Illinois Democratic Governor J.B. Pritzker on Thursday ordered a statewide indoor mask requirement and required that all educators be vaccinated or face regular testing.

The indoor mask mandate applies to all Illinois residents age 2 and older will begin on Monday. Pritzker also announced that all PreK-12 public school teachers and staff, all higher-education personnel and students, and health-care workers in a variety of settings must be vaccinated against COVID-19 by Sept 5 or face regular testing requirements.

"My number one concern is right now keeping the health care system available, not just for people who may get Covid but for people who have other problems and are taken to the hospital," he said at a news conference on Thursday.

From January to July, 98 percent of COVID-19 cases, 96 percent of hospitalizations and 95 percent of deaths were among unvaccinated, Pritzker said.
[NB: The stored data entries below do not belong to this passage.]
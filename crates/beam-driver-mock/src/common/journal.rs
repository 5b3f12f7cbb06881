//! Shared record of motion commands.
//!
//! Several mock motors can write into one journal, which lets tests assert
//! on the relative order and timing of starts across devices (e.g. which
//! slit blade was started first, and how long after the other).

use parking_lot::Mutex;
use std::sync::Arc;
use tokio::time::Instant;

/// One recorded `start` call.
#[derive(Debug, Clone, PartialEq)]
pub struct JournalEntry {
    /// Motor name.
    pub device: String,
    /// Requested target.
    pub target: f64,
    /// Time of the call.
    pub at: Instant,
}

/// Cloneable handle to a shared journal.
#[derive(Debug, Clone, Default)]
pub struct MotionJournal {
    entries: Arc<Mutex<Vec<JournalEntry>>>,
}

impl MotionJournal {
    /// Empty journal.
    pub fn new() -> Self {
        Self::default()
    }

    /// Append an entry stamped with the current time.
    pub fn record(&self, device: &str, target: f64) {
        self.entries.lock().push(JournalEntry {
            device: device.to_string(),
            target,
            at: Instant::now(),
        });
    }

    /// Copy of all entries in call order.
    pub fn entries(&self) -> Vec<JournalEntry> {
        self.entries.lock().clone()
    }

    /// Device names in call order.
    pub fn order(&self) -> Vec<String> {
        self.entries.lock().iter().map(|e| e.device.clone()).collect()
    }

    /// Forget everything recorded so far.
    pub fn clear(&self) {
        self.entries.lock().clear();
    }
}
The governor said the regions with the fewest number of vaccinated individuals are the same regions with "fewer hospitals and lower hospital capacity" and those communities are being hit the hardest.

Illinois reported a seven-day average of 3,547 cases on Wednesday, more than three times the average cases reported one month ago. About 59 percent of Illinois residents 12 and older are fully vaccinated, slightly below the national average, according to the US Centers for Disease Control and Prevention.